MIG Market Watch, March 23rd, 2020


MIG Market Watch, March 23rd, 2020

Posted by : Admin

MARKET COMMENT
Mortgage bond prices finished the week lower which put upward pressure on rates. Rates improved Monday morning in response to the surprise Sunday additional rate cut and MBS purchase announcement. Unfortunately, that was short-lived as rates spiked significantly higher the remainder of the week. The coronavirus impact started appearing in the data. Retail sales fell 0.5% versus the expected 0.1% increase. The NAHB Housing index was 92. Analysts anticipated a reading of 94. The February housing starts figure surprised to the upside. Starts were 1599K vs 1475K. The US Administration invoked the Defense Production Act and HUD indicated there will be no foreclosures or evictions until the end of April. The Treasury secretary warned unemployment could hit 20%. Mortgage interest rates finished the week worse by a wide range. In some instances, rates were worse by over a full discount point.

LOOKING AHEAD

Economic Indicator Release Date & Time Consensus Estimate Analysis
New Home Sales Tuesday, March 24,
10:00 am, et
750K Important. An indication of economic strength and credit demand. Weakness may lead to lower rates.
Durable Goods Orders Wednesday, March 25,
8:30 am, et
Down 0.9% Important. An indication of the demand for “big ticket” items. Weakness may lead to lower rates.
FHFA House Price Index Wednesday, March 25,
10:00 am, et
Up 0.2% Moderately Important. A measure of single-family house prices. Weakness may lead to lower rates.
Weekly Jobless Claims Thursday, March 26,
8:30 am, et
220K Important. An indication of employment. Higher claims may result in lower rates.
Q4 GDP Third Estimate Thursday, March 26,
8:30 am, et
Up 2.1% Very important. The aggregate measure of US economic production. Weakness may lead to lower rates.
PCE Core Inflation Friday, March 27,
8:30 am, et
Up 0.1% Important. A measure of price increases for all domestic personal consumption. Weaker figure may help rates improve.
Personal Income and Outlays Friday, March 27,
8:30 am, et
Up 0.3%,
Up 0.1%
Important. A measure of consumers’ ability to spend. Weakness may lead to lower mortgage rates.
U of Michigan Consumer Sentiment Friday, March 27,
10:00 am, et
95 Important. An indication of consumers’ willingness to spend. Weakness may lead to lower mortgage rates.

MORTGAGE RATES VOLATILE
Mortgage interest rates continued to fluctuate wildly with major spikes higher the latter portion of last week despite the recent rate cuts by the Federal Reserve and $200B in Fed MBS purchases. The coronavirus outbreak continued to spread across the globe and many countries basically shut down all but essential elements of society.

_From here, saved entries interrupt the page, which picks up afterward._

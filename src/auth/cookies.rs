//! Session cookie construction.

use axum_extra::extract::cookie::{Cookie, SameSite};
use time::Duration;

pub const SESSION_COOKIE: &str = "token";

/// HttpOnly, SameSite=Strict, root path. `secure` only in production.
pub fn session_cookie(token: &str, max_age_secs: i64, secure: bool) -> Cookie<'static> {
    Cookie::build((SESSION_COOKIE, token.to_string()))
        .http_only(true)
        .secure(secure)
        .same_site(SameSite::Strict)
        .path("/")
        .max_age(Duration::seconds(max_age_secs))
        .build()
}

/// Same attributes with an empty value and zero max-age, telling the
/// client to drop the session.
pub fn expired_session_cookie(secure: bool) -> Cookie<'static> {
    session_cookie("", 0, secure)
}
use lazy_static::lazy_static;
use regex::Regex;
use thiserror::Error;
use tracing::{debug, info, warn};
use uuid::Uuid;

use crate::auth::{
    claims::SessionUser,
    dto::{LoginOutcome, PublicUser},
    jwt::{TokenCodec, TokenError},
    password::{hash_password, verify_dummy, verify_password},
    repo_types::{NewUser, Role, User},
};
use crate::error::{AppError, AppResult};
use crate::store::{StoreError, UserStore};

pub const MIN_PASSWORD_LEN: usize = 8;

pub(crate) fn is_valid_email(email: &str) -> bool {
    lazy_static! {
        static ref EMAIL_RE: Regex =
            Regex::new(r"^[^@\s]+@[^@\s]+\.[^@\s]+$").expect("email regex is valid");
    }
    EMAIL_RE.is_match(email)
}

pub fn normalize_email(email: &str) -> String {
    email.trim().to_lowercase()
}

fn missing_fields() -> AppError {
    AppError::Validation("Missing required fields".into())
}

/// Why a token did not resolve to a user. Kept typed for callers that need
/// to tell the cases apart; `resolve_identity` throws the detail away.
#[derive(Debug, Error)]
pub enum IdentityError {
    #[error("no session token presented")]
    Missing,

    #[error(transparent)]
    Token(#[from] TokenError),

    #[error("user {0} no longer exists")]
    UnknownUser(Uuid),

    #[error(transparent)]
    Store(#[from] StoreError),
}

/// Email + password login. Unknown email, password-less account and wrong
/// password are indistinguishable to the caller.
pub async fn login(
    users: &dyn UserStore,
    codec: &TokenCodec,
    email: Option<&str>,
    password: Option<&str>,
) -> AppResult<LoginOutcome> {
    let email = email.map(normalize_email).filter(|e| !e.is_empty());
    let password = password.filter(|p| !p.is_empty());
    let (Some(email), Some(password)) = (email, password) else {
        return Err(missing_fields());
    };

    let creds = users.find_credentials_by_email(&email).await?;
    let (user, ok) = match creds {
        Some(c) => match c.password_hash.as_deref() {
            Some(hash) => {
                let ok = verify_password(password, hash);
                (Some(c.user), ok)
            }
            None => {
                debug!(user_id = %c.user.id, "login for account without password");
                (None, verify_dummy(password))
            }
        },
        None => (None, verify_dummy(password)),
    };

    let user = match (user, ok) {
        (Some(u), true) => u,
        (u, _) => {
            warn!(email = %email, user_id = ?u.map(|u| u.id), "login rejected");
            return Err(AppError::InvalidCredentials);
        }
    };

    let token = codec
        .issue(&SessionUser::from(&user))
        .map_err(|e| AppError::Internal(e.into()))?;

    info!(user_id = %user.id, email = %user.email, "user logged in");
    Ok(LoginOutcome {
        token,
        user: PublicUser::from(&user),
    })
}

pub async fn register(
    users: &dyn UserStore,
    name: Option<&str>,
    email: Option<&str>,
    password: Option<&str>,
) -> AppResult<User> {
    let name = name.map(str::trim).filter(|n| !n.is_empty());
    let email = email.map(normalize_email).filter(|e| !e.is_empty());
    let password = password.filter(|p| !p.is_empty());
    let (Some(name), Some(email), Some(password)) = (name, email, password) else {
        return Err(missing_fields());
    };

    if !is_valid_email(&email) {
        warn!(email = %email, "invalid email");
        return Err(AppError::Validation("Invalid email".into()));
    }
    if password.chars().count() < MIN_PASSWORD_LEN {
        warn!("password too short");
        return Err(AppError::Validation("Password too short".into()));
    }

    let hash = hash_password(password)?;
    let user = users
        .create(NewUser {
            name: name.to_string(),
            email,
            password_hash: Some(hash),
            role: Role::User,
        })
        .await?;

    info!(user_id = %user.id, email = %user.email, "user registered");
    Ok(user)
}

/// Token -> live user, with the failure reason preserved.
pub async fn identify(
    users: &dyn UserStore,
    codec: &TokenCodec,
    token: Option<&str>,
) -> Result<User, IdentityError> {
    let token = token.filter(|t| !t.is_empty()).ok_or(IdentityError::Missing)?;
    let claims = codec.verify(token)?;
    users
        .find_by_id(claims.sub)
        .await?
        .ok_or(IdentityError::UnknownUser(claims.sub))
}

/// Never fails: any problem with the token or its user means anonymous.
pub async fn resolve_identity(
    users: &dyn UserStore,
    codec: &TokenCodec,
    token: Option<&str>,
) -> Option<Uuid> {
    match identify(users, codec, token).await {
        Ok(user) => Some(user.id),
        Err(IdentityError::Missing) => None,
        Err(IdentityError::Store(e)) => {
            warn!(error = %e, "identity lookup failed; treating as anonymous");
            None
        }
        Err(e) => {
            debug!(reason = %e, "token did not resolve");
            None
        }
    }
}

The core challenge investors and the financial markets face is pricing anything in this environment. Risk models that worked during periods of stability do not necessarily return an accurate picture of risks during a global viral pandemic. For example, what is the value of a hotel chain if no customers are traveling? In the case of a stock the value would plummet as the risk increased. The same is true for mortgage-backed securities (the bonds the dictate mortgage interest rate pricing.) What is the value if the performance of the investment could be in question? Will an MBS perform in the future like it has historically? The point is that the MBS market is subject to all the current uncertainty that has struck every facet of life and business. This caused prices to fall and rates to rise in the short-term.